The maximum amount any small business or practice may borrow is 250 percent of its average monthly payroll expenses incurred during the one-year period before the date on which the loan is made, up to a total of $10 million. This amount is intended to cover eight weeks of payroll expenses and any additional amounts needed to make payments towards debt and certain other identified obligations such as covered mortgage interest payments, covered rent payments, and covered utilities for the eight weeks following the loan.


The purpose of the Paycheck Protection Program is to help businesses retain employees at their current base pay. If the borrower keeps all of its employees and uses the loan proceeds for the above-described purposes, the entire loan may be forgiven. There is no requirement that the employer have work for the employees in order to pay them.
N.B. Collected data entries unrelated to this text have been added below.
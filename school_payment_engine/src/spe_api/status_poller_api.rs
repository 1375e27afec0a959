use std::{fmt::Debug, sync::Arc};

use gateway_tools::{CollectionStatusResponse, PaymentGateway, RequestSigner};
use log::*;

use crate::{
    db_types::{ConversionError, OrderStatus, PaymentStatus, UpdateSource},
    events::EventProducers,
    order_objects::{ReconcileOutcome, StatusReport},
    spe_api::{errors::PaymentEngineError, reconciler::StatusReconciler},
    traits::{Clock, OrderManagement, SystemClock},
};

/// `StatusPollerApi` actively asks the gateway for the state of a payment, for when webhooks are late or never come.
///
/// Poll results go through exactly the same reconciliation as webhooks, so a poll can never undo what a webhook
/// already settled.
pub struct StatusPollerApi<B, G> {
    db: B,
    gateway: G,
    signer: RequestSigner,
    reconciler: StatusReconciler<B>,
    clock: Arc<dyn Clock>,
}

impl<B, G> Debug for StatusPollerApi<B, G> {
    fn fmt(&self, f: &mut std::fmt::Formatter<'_>) -> std::fmt::Result {
        write!(f, "StatusPollerApi")
    }
}

impl<B: Clone, G> StatusPollerApi<B, G> {
    pub fn new(db: B, gateway: G, signer: RequestSigner, producers: EventProducers) -> Self {
        let reconciler = StatusReconciler::new(db.clone(), producers);
        Self { db, gateway, signer, reconciler, clock: Arc::new(SystemClock) }
    }

    pub fn with_clock(mut self, clock: Arc<dyn Clock>) -> Self {
        self.clock = clock;
        self
    }
}

impl<B, G> StatusPollerApi<B, G>
where
    B: OrderManagement,
    G: PaymentGateway,
{
    /// Fetches the gateway's view of the order identified by `reference` (our order id or the gateway's collection
    /// request id), reconciles it, and returns the resulting status record.
    ///
    /// A stale poll result is not an error; the stored (unchanged) record is returned. A poll result that contradicts a
    /// terminal status is returned as [`PaymentEngineError::IntegrityAnomaly`].
    pub async fn poll(&self, reference: &str) -> Result<OrderStatus, PaymentEngineError> {
        let order = self
            .db
            .fetch_order_by_reference(reference)
            .await?
            .ok_or_else(|| PaymentEngineError::OrderNotFound(reference.to_string()))?;
        let order_id = order.order_id;
        let current = self
            .db
            .fetch_order_status(&order_id)
            .await?
            .ok_or_else(|| PaymentEngineError::OrderNotFound(order_id.to_string()))?;
        let gateway_ref = current.gateway_request_id.clone().unwrap_or_else(|| order_id.to_string());
        let query = self
            .signer
            .sign_status_query(&gateway_ref, &order.school_id)
            .map_err(|e| PaymentEngineError::SigningError(e.to_string()))?;
        let response = self.gateway.query_status(&query).await.map_err(|e| {
            warn!("🔄️ [{order_id}] Status poll failed. {e}");
            PaymentEngineError::GatewayUnavailable { order_id: order_id.clone(), reason: e.to_string() }
        })?;
        let report = status_report_from_poll(&response, self.clock.now()).map_err(|e| {
            warn!("🔄️ [{order_id}] Gateway returned a status we don't understand. {e}");
            PaymentEngineError::GatewayUnavailable { order_id: order_id.clone(), reason: e.to_string() }
        })?;
        debug!("🔄️ [{order_id}] Poll reports {}", report.status);
        match self.reconciler.reconcile(&order_id, &report).await? {
            ReconcileOutcome::Applied(s) |
            ReconcileOutcome::Unchanged(s) |
            ReconcileOutcome::Stale { current: s, .. } => Ok(s),
            ReconcileOutcome::Anomaly { current, incoming } => {
                Err(PaymentEngineError::IntegrityAnomaly { order_id, stored: current.status, incoming })
            },
        }
    }
}

/// Maps the gateway's status vocabulary onto ours.
pub fn parse_gateway_status(status: &str) -> Result<PaymentStatus, ConversionError> {
    match status.trim().to_ascii_uppercase().as_str() {
        "NOT_INITIATED" | "CREATED" | "PENDING" => Ok(PaymentStatus::Pending),
        "PROCESSING" => Ok(PaymentStatus::Processing),
        "SUCCESS" => Ok(PaymentStatus::Success),
        "FAILED" | "FAILURE" | "USER_DROPPED" | "CANCELLED" => Ok(PaymentStatus::Failed),
        _ => Err(ConversionError::new("gateway status", status)),
    }
}

/// Converts a poll response into a status report stamped with the time the response was received.
pub fn status_report_from_poll(
    response: &CollectionStatusResponse,
    received_at: chrono::DateTime<chrono::Utc>,
) -> Result<StatusReport, ConversionError> {
    let status = parse_gateway_status(&response.status)?;
    let mut report = StatusReport::new(status, received_at, UpdateSource::Poll);
    report.transaction_amount = response.transaction_amount.or(response.amount);
    report.payment_mode = response.payment_mode.clone();
    report.payment_details = response.payment_details.clone();
    report.bank_reference = response.bank_reference.clone();
    report.payment_message = response.message.clone();
    Ok(report)
}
The Problem For Practices In DSOs: Too Many Employees to Qualify For a PPP Loan

With some exceptions, PPP loans are only available for small businesses that employ 500 or fewer employees. For dental practices that are part of a dental services organization, this limitation may or may not pose an insurmountable barrier to loan eligibility as the SBA may count the total number of employees of the DSO, not the individual practice, in determining whether a practice qualifies.
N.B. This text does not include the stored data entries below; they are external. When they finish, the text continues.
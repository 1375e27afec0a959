use std::{env, env::VarError};

/// Variables whose values are safe to print.
const DISPLAY_ENVS: [&str; 12] = [
    "RUST_LOG",
    "SPG_HOST",
    "SPG_PORT",
    "SPG_DATABASE_URL",
    "SPG_GATEWAY_API_URL",
    "SPG_CALLBACK_URL",
    "SPG_GATEWAY_TIMEOUT_MS",
    "SPG_GATEWAY_MAX_ATTEMPTS",
    "SPG_GATEWAY_RETRY_DELAY_MS",
    "SPG_WEBHOOK_HMAC_CHECKS",
    "SPG_USE_X_FORWARDED_FOR",
    "SPG_USE_FORWARDED",
];

/// Only whether these are set gets printed, never their values.
const SECRET_ENVS: [&str; 4] =
    ["SPG_JWT_SECRET", "SPG_GATEWAY_API_KEY", "SPG_GATEWAY_PG_KEY", "SPG_WEBHOOK_HMAC_SECRET"];

/// There's no real CLI for the server. Any argument at all prints the help text and the current configuration.
///
/// Returns true if the help was printed, in which case the caller should exit.
pub fn handle_command_line_args() -> bool {
    let has_cli_args = env::args().count() > 1;
    if has_cli_args {
        display_readme();
        display_envs();
    }
    has_cli_args
}

fn display_readme() {
    const README: &str = include_str!("./cli-help.txt");
    println!("\n{README}\n");
}

fn display_envs() {
    println!("Current environment values (secrets are only reported as set or not set):");
    DISPLAY_ENVS.iter().for_each(|&name| {
        let val = match env::var(name) {
            Ok(s) => s,
            Err(VarError::NotPresent) => "Not set".into(),
            Err(VarError::NotUnicode(s)) => format!("Invalid value: {}", s.to_string_lossy()),
        };
        println!("  {name:<35} {val:<15}");
    });
    SECRET_ENVS.iter().for_each(|&name| {
        let val = match env::var(name) {
            Ok(s) if !s.trim().is_empty() => "Set",
            Ok(_) => "Empty",
            Err(_) => "Not set",
        };
        println!("  {name:<35} {val:<15}");
    });
}
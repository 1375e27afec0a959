use thiserror::Error;

use crate::{
    db_types::{OrderId, PaymentStatus},
    traits::StoreError,
    validation::ValidationError,
};

/// Everything that can go wrong in the engine APIs, from the caller's point of view.
///
/// Stale reports are deliberately absent. A stale report is an expected outcome of reconciliation
/// ([`ReconcileOutcome::Stale`](crate::order_objects::ReconcileOutcome::Stale)), not a failure.
#[derive(Debug, Error)]
pub enum PaymentEngineError {
    #[error("{0}")]
    ValidationError(#[from] ValidationError),
    #[error("The requested order {0} does not exist")]
    OrderNotFound(String),
    #[error("Cannot create order, since it already exists with id {0}")]
    OrderAlreadyExists(OrderId),
    #[error("The payment gateway is unavailable. Order {order_id} has been saved and can be checked later. {reason}")]
    GatewayUnavailable { order_id: OrderId, reason: String },
    #[error("Order {order_id} is {stored}, but a report claims it is {incoming}. The order needs manual review.")]
    IntegrityAnomaly { order_id: OrderId, stored: PaymentStatus, incoming: PaymentStatus },
    #[error("Could not update order {0}. Too many concurrent updates.")]
    ConcurrencyConflict(OrderId),
    #[error("Malformed notification. {0}")]
    MalformedNotification(String),
    #[error("Could not sign the gateway request. {0}")]
    SigningError(String),
    #[error("{0}")]
    StoreError(StoreError),
}

impl From<StoreError> for PaymentEngineError {
    fn from(e: StoreError) -> Self {
        match e {
            StoreError::OrderAlreadyExists(id) => Self::OrderAlreadyExists(id),
            StoreError::OrderNotFound(id) => Self::OrderNotFound(id.to_string()),
            e => Self::StoreError(e),
        }
    }
}
//! The status transition policy.
//!
//! Both inbound paths (webhooks and status polls) funnel every report through [`evaluate`], so neither can drive an
//! order into a state the other would refuse. The policy is a pure function of the stored record and the incoming
//! report; the [`StatusReconciler`](super::reconciler::StatusReconciler) takes care of applying its verdict
//! atomically.
//!
//! | stored \ incoming | non-terminal                       | terminal (same)      | terminal (different) |
//! |-------------------|------------------------------------|----------------------|----------------------|
//! | non-terminal      | forward or same-status if not older| apply                | apply                |
//! | terminal          | stale                              | fill placeholders    | anomaly              |
//!
//! A repeated terminal status that brings nothing but placeholders (or values we already have) is a pure no-op.
//!
//! `pending -> processing` is always allowed, regardless of timestamps. `processing -> pending` never is.
use crate::{
    db_types::{OrderStatus, PaymentStatus},
    order_objects::{StaleReason, StatusReport},
};

const PLACEHOLDERS: [&str; 5] = ["", "NA", "N/A", "PENDING", "Payment initiated"];

/// The policy's verdict on a report.
#[derive(Debug, Clone, PartialEq, Eq)]
pub enum Decision {
    /// Write this record.
    Apply(OrderStatus),
    /// Nothing new. Leave the stored record as is.
    NoOp,
    /// Reject the report.
    Stale(StaleReason),
    /// Reject the report and raise the alarm.
    Anomaly,
}

/// Values that only stand in for information the gateway hasn't supplied yet. Case-insensitive.
pub fn is_placeholder(value: &str) -> bool {
    let value = value.trim();
    PLACEHOLDERS.iter().any(|p| p.eq_ignore_ascii_case(value))
}

pub fn evaluate(current: &OrderStatus, report: &StatusReport) -> Decision {
    use PaymentStatus::*;
    let stored = current.status;
    let incoming = report.status;
    match (stored.is_terminal(), incoming.is_terminal()) {
        (true, true) if stored == incoming => fill_placeholders(current, report),
        (true, true) => Decision::Anomaly,
        (true, false) => Decision::Stale(StaleReason::TerminalDowngrade),
        (false, true) => finish(current, apply(current, report)),
        (false, false) if incoming.rank() < stored.rank() => Decision::Stale(StaleReason::StatusRegression),
        (false, false) if stored == Pending && incoming == Processing => finish(current, apply(current, report)),
        (false, false) if report.reported_at < current.last_updated_at => Decision::Stale(StaleReason::OutOfOrder),
        (false, false) => finish(current, apply(current, report)),
    }
}

fn finish(current: &OrderStatus, candidate: OrderStatus) -> Decision {
    if candidate.same_outcome(current) && candidate.last_updated_at == current.last_updated_at {
        Decision::NoOp
    } else {
        Decision::Apply(candidate)
    }
}

/// A supplied value replaces the stored one, unless the supplied value is a placeholder and the stored one isn't.
fn overwrite(field: &mut String, incoming: &Option<String>) {
    if let Some(v) = incoming.as_deref().map(str::trim) {
        if !v.is_empty() && (!is_placeholder(v) || is_placeholder(field)) {
            *field = v.to_string();
        }
    }
}

/// A supplied value is only used if the stored one is a placeholder.
fn fill(field: &mut String, incoming: &Option<String>) {
    if let Some(v) = incoming.as_deref().map(str::trim) {
        if is_placeholder(field) && !is_placeholder(v) {
            *field = v.to_string();
        }
    }
}

fn apply(current: &OrderStatus, report: &StatusReport) -> OrderStatus {
    let mut next = current.clone();
    next.status = report.status;
    if let Some(amount) = report.transaction_amount {
        next.transaction_amount = amount;
    }
    overwrite(&mut next.payment_mode, &report.payment_mode);
    overwrite(&mut next.payment_details, &report.payment_details);
    overwrite(&mut next.bank_reference, &report.bank_reference);
    overwrite(&mut next.payment_message, &report.payment_message);
    overwrite(&mut next.error_message, &report.error_message);
    next.last_updated_at = current.last_updated_at.max(report.reported_at);
    next.source_of_last_update = report.source;
    next
}

/// A repeat of the stored terminal status. Unless it fills in a placeholder, nothing about the record changes, not
/// even its timestamp or source.
fn fill_placeholders(current: &OrderStatus, report: &StatusReport) -> Decision {
    let mut next = current.clone();
    fill(&mut next.payment_mode, &report.payment_mode);
    fill(&mut next.payment_details, &report.payment_details);
    fill(&mut next.bank_reference, &report.bank_reference);
    fill(&mut next.payment_message, &report.payment_message);
    fill(&mut next.error_message, &report.error_message);
    if next.same_outcome(current) {
        return Decision::NoOp;
    }
    next.last_updated_at = current.last_updated_at.max(report.reported_at);
    next.source_of_last_update = report.source;
    Decision::Apply(next)
}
On April 3, 2020, the SBA issued guidance regarding how it treats practice management companies like DSOs when evaluating employee headcount. For purposes of determining the number of employees of a PPP loan applicant, the SBA considers the applicant together with its “affiliates.” As such, eligibility hangs on whether or not the SBA finds a practice and its DSO to be “affiliates.” And that determination centers on control.


As the SBA states in its guidance:

“Concerns and entities are affiliates of each other when one controls or has the power to control the other, or a third party or parties controls or has the power to control both. It does not matter whether control is exercised, so long as the power to control exists.”


There are four circumstances in which the SBA will find that there is control over the practice such that the practice would be considered an affiliate. The one most applicable to DSO arrangements involves control of management. Specifically:

“Affiliation… arises where a single individual, concern or entity controls the management of the applicant concern through a management agreement.”



Most dental practices that are part of a DSO are also parties to management agreements that give the DSO a substantial say in the management and operation of the practice. As such, practice owners should consult with an experienced dental practice attorney who can review any agreement as well as the overall relationship with the DSO to determine what, if anything, needs to be changed to reduce the chances that the SBA finds the two entities to be affiliates. As noted, the deadline for applications is June 30, so practices should take all necessary steps as soon as possible to position themselves for approval for these vitally needed funds.